I see the repackaged debt snowball method is making the rounds again. Let’s not make this overcomplicated. You can do this.
1. Find out what you owe to everyone. That’s your car, your mortgage, your student loans, your credit cards, and anything else like that.
2. Record the total amount and the minimum payment at the very least. Record how you pay it (online or by mailing it in) and the address and due date if you’re really ambitious.
3. Pick one and start paying it off. Make the minimum payment on everything else. Pay extra on the high-priority one. Don’t get too hung up on interest rates and stuff like that. If you’ve got something that’s 0% for six months and then the rate adjusts, fine, pay that one off first. But don’t let the indecision paralyze you.
I like the idea of paying off the lowest balance first. The thrill of eliminating one helps keep you going. Yes, it’s a mind game. But it was marketers’ mind games that helped get you into debt in the first place.
Attack the highest interest rate first if you must. You’ll get done perhaps a month or two sooner. But the worst possible debt snowball strategy still gets rid of the debt years sooner than none at all.
4. Once one is paid off, pick another one and keep going.
That’s all there is to it. You don’t have to buy anything. You’ll get it done in seven years or less, because traditionally banks haven’t been willing to loan you more than you’d be able to pay off in seven years anyway, even if they give you 30 years to do it.
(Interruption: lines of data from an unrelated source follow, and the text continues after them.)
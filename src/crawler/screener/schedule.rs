use serde_json::Value;

use crate::{
    crawler::screener::{section::SectionData, ScreenerSource},
    logging,
    util::map::LabeledMap,
};

/// The schedules API wraps rows in `data` on some endpoints; otherwise the body is the breakdown.
pub fn extract_data(body: Value) -> Value {
    match body {
        Value::Object(mut map) if map.contains_key("data") => {
            map.remove("data").unwrap_or(Value::Array(Vec::new()))
        }
        other => other,
    }
}

/// Fetches the breakdown of every expandable row of every statement.
///
/// A failed request is logged and stored as an empty list for that row.
pub async fn expand<S>(
    source: &S,
    company_id: &str,
    consolidated: bool,
    sections: &mut LabeledMap<SectionData>,
) -> usize
where
    S: ScreenerSource + ?Sized,
{
    let mut fetched = 0;

    for data in sections.values_mut() {
        let SectionData::Statement(section) = data else {
            continue;
        };

        for label in section.statement.expandable.clone() {
            logging::info_file_async(format!(
                "Fetching expanded data for {} ({})",
                label, section.section_id
            ));

            let value = match source
                .schedule(company_id, &label, &section.section_id, consolidated)
                .await
            {
                Ok(body) => {
                    fetched += 1;
                    extract_data(body)
                }
                Err(why) => {
                    logging::error_file_async(format!(
                        "Failed to fetch schedule {} of {} because {:?}",
                        label, section.section_id, why
                    ));
                    Value::Array(Vec::new())
                }
            };

            section.statement.schedules.insert(label, value);
        }
    }

    fetched
}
It was when banks started getting willing to give mortgages to people like my infant son that the financial system started melting down. Yes, my two-year-old got a letter in the mail offering him a mortgage when he was still drinking formula from a bottle.
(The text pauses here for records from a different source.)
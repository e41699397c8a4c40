/// 由財報數列計算年複合成長率
pub mod growth;
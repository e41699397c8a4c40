use scraper::Html;

use crate::{
    logging,
    util::{http::element, map::LabeledMap},
};

/// heading ("Compounded Sales Growth") => period ("10 Years") => value ("17%")
pub type GrowthTables = LabeledMap<LabeledMap<String>>;

/// Reads the four small `ranges-table`s under the profit & loss table.
///
/// `None` when the grid that holds them isn't on the page.
pub fn parse_growth_tables(document: &Html) -> Option<GrowthTables> {
    let root = document.root_element();
    let grid = element::select_first(&root, "div[style*='grid-template-columns']")?;
    let mut data = GrowthTables::new();

    let (Ok(tables), Ok(tr), Ok(td)) = (
        element::selector("table.ranges-table"),
        element::selector("tr"),
        element::selector("td"),
    ) else {
        return Some(data);
    };

    let mut found = false;
    for (idx, table) in grid.select(&tables).enumerate() {
        found = true;
        let mut heading: Option<String> = None;

        for row in table.select(&tr) {
            if let Some(th) = element::select_first(&row, "th") {
                let text = element::clean_text(&th);
                data.insert(text.clone(), LabeledMap::new());
                heading = Some(text);
                continue;
            }

            let cells: Vec<String> = row.select(&td).map(|c| element::clean_text(&c)).collect();
            if let (Some(h), [label, value]) = (&heading, cells.as_slice()) {
                if let Some(periods) = data.get_mut(h) {
                    periods.insert(label.trim_end_matches(':').trim(), value.clone());
                }
            }
        }

        if heading.is_none() {
            logging::warn_file_async(format!("No heading row found in ranges-table #{}", idx + 1));
        }
    }

    if !found {
        logging::warn_file_async("No 'ranges-table' elements found.".to_string());
    }

    Some(data)
}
The question is where to get that extra money to put toward the debt at the top of your list.
The answer is anywhere you can. Don’t fall for pyramid schemes and get rich quick schemes. That will only distract you and make more for other people than it makes for you. Just knuckle down, save what you can, scrape up what you can, and get it done.
Look at what you’re spending, make sure your spouse is on board, and look for ways to cut it. If you only use your Netflix subscription a few times a month, cancel the subscription and start using Redbox for a dollar instead. Watch movies at home instead of going to the theater. Brown-bag your lunch instead of eating out. Once you start looking, you’ll find things, and don’t think you have to find everything at once.
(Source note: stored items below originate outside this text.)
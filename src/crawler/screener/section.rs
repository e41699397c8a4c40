//! Sub-nav driven section lookup and the section → parser dispatch table.

use scraper::{ElementRef, Html};
use serde::{ser::SerializeMap, Serialize, Serializer};

use crate::{
    crawler::screener::{
        summary::{self, Analysis, Summary},
        table::{self, PeerComparison, Statement},
    },
    declare::SectionKind,
    logging,
    util::{http::element, map::LabeledMap},
};

pub const NO_PARSER: &str = "No specialized parser for this section.";

/// A `#fragment` link of the company sub-nav.
#[derive(Debug, Clone, PartialEq, Eq)]
pub struct NavLink {
    pub label: String,
    pub id: String,
}

/// What one section contributes to the report.
#[derive(Debug, Clone, PartialEq, Serialize)]
#[serde(untagged)]
pub enum SectionData {
    Summary(Summary),
    Analysis(Analysis),
    Peers { peer_comparison: PeerComparison },
    Statement(StatementSection),
    Documents { documents_info: String },
    Unsupported { info: String },
}

impl SectionData {
    pub fn unsupported() -> Self {
        SectionData::Unsupported {
            info: NO_PARSER.to_string(),
        }
    }
}

/// A statement table, serialized under its kind's key (`profit_loss`, `cash_flow`, ...).
#[derive(Debug, Clone, PartialEq)]
pub struct StatementSection {
    pub kind: SectionKind,
    /// The page section id, sent back when asking for row schedules.
    pub section_id: String,
    pub statement: Statement,
}

impl Serialize for StatementSection {
    fn serialize<S: Serializer>(&self, serializer: S) -> Result<S::Ok, S::Error> {
        let key = self.kind.statement_key().unwrap_or(self.kind.as_ref());
        let mut map = serializer.serialize_map(Some(1))?;
        map.serialize_entry(key, &self.statement)?;
        map.end()
    }
}

/// Collects the sub-nav's in-page links. `None` when the sub-nav is missing.
pub fn nav_links(document: &Html) -> Option<Vec<NavLink>> {
    let root = document.root_element();
    let sub_nav = element::select_first(&root, "div.sub-nav-holder .sub-nav")?;
    let anchors = element::selector("a[href]").ok()?;

    let links = sub_nav
        .select(&anchors)
        .filter_map(|a| {
            let id = a.value().attr("href")?.strip_prefix('#')?.to_string();
            if id.is_empty() {
                return None;
            }

            let text = element::clean_text(&a);
            let label = if text.is_empty() { id.clone() } else { text };
            Some(NavLink { label, id })
        })
        .collect();

    Some(links)
}

/// `section#id`, falling back to `div#id`.
pub fn locate<'a>(document: &'a Html, id: &str) -> Option<ElementRef<'a>> {
    let root = document.root_element();
    element::select_first(&root, &format!("section#{}", id))
        .or_else(|| element::select_first(&root, &format!("div#{}", id)))
}

/// Resolves the parser for a link: by label first, then by section id.
///
/// A label naming a kind without a parser still falls through to the id.
pub fn resolve(link: &NavLink) -> Option<SectionKind> {
    SectionKind::lookup(&link.label)
        .filter(SectionKind::has_parser)
        .or_else(|| SectionKind::lookup(&link.id))
}

/// Runs the registered parser for `kind`, or returns the default message.
pub fn dispatch(kind: Option<SectionKind>, section_id: &str, section: &ElementRef) -> SectionData {
    let Some(kind) = kind.filter(SectionKind::has_parser) else {
        return SectionData::unsupported();
    };

    match kind {
        SectionKind::Summary => SectionData::Summary(summary::parse_summary(section)),
        SectionKind::Analysis => SectionData::Analysis(summary::parse_analysis(section)),
        SectionKind::Peers => SectionData::Peers {
            peer_comparison: table::parse_peers(section),
        },
        SectionKind::Documents => SectionData::Documents {
            documents_info: summary::parse_documents(section),
        },
        SectionKind::Quarters
        | SectionKind::ProfitLoss
        | SectionKind::BalanceSheet
        | SectionKind::CashFlow
        | SectionKind::Ratios
        | SectionKind::Shareholding => SectionData::Statement(StatementSection {
            kind,
            section_id: section_id.to_string(),
            statement: table::parse_statement(section),
        }),
        SectionKind::Chart => SectionData::unsupported(),
    }
}

/// Parses every section the sub-nav points at, in nav order and keyed by link label.
///
/// `None` when the page has no sub-nav. Links whose target is missing are skipped.
pub fn parse_sections(document: &Html) -> Option<LabeledMap<SectionData>> {
    let links = nav_links(document)?;
    let mut sections = LabeledMap::new();

    for link in links {
        let Some(section) = locate(document, &link.id) else {
            logging::debug_file_async(format!("Section #{} not found on page", link.id));
            continue;
        };

        let data = dispatch(resolve(&link), &link.id, &section);
        sections.insert(link.label, data);
    }

    Some(sections)
}

/// Finds the statement parsed for `kind`.
pub fn find_statement(sections: &LabeledMap<SectionData>, kind: SectionKind) -> Option<&Statement> {
    sections.iter().find_map(|(_, data)| match data {
        SectionData::Statement(s) if s.kind == kind => Some(&s.statement),
        _ => None,
    })
}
Scrape up what you can and send it in, and try to scrape up more next month.
I drank Chase and Sanborn coffee for a couple of years. A big can cost five bucks, and by saving my previous day’s grounds and adding a tablespoon or so of fresh, I was able to make one of those cans last a good 6-8 months. It was lousy coffee. But it woke me up while costing maybe a nickel a day, which sure beats the $5 cups at Starbucks. My wife felt sorry for me, so she bought me a can of Folger’s for my birthday one year. I cut it with what was left of my Chase and Sanborn, applied the same routine, and had less lousy coffee for about a year.
Being willing to do junk like that got my mortgage paid off in considerably less than seven years. And if you think I’m making this up, you don’t know me very well.
I didn’t steal used coffee grounds from work, because that just seems wrong.
These days I buy the big cans of brand-name coffee whenever they’re on sale and I use them, and I throw away my grounds after one use.
I’m not saying you have to go to that extreme. But the more sacrifices you make now, the faster you get done, and the fewer sacrifices you have to make in the future.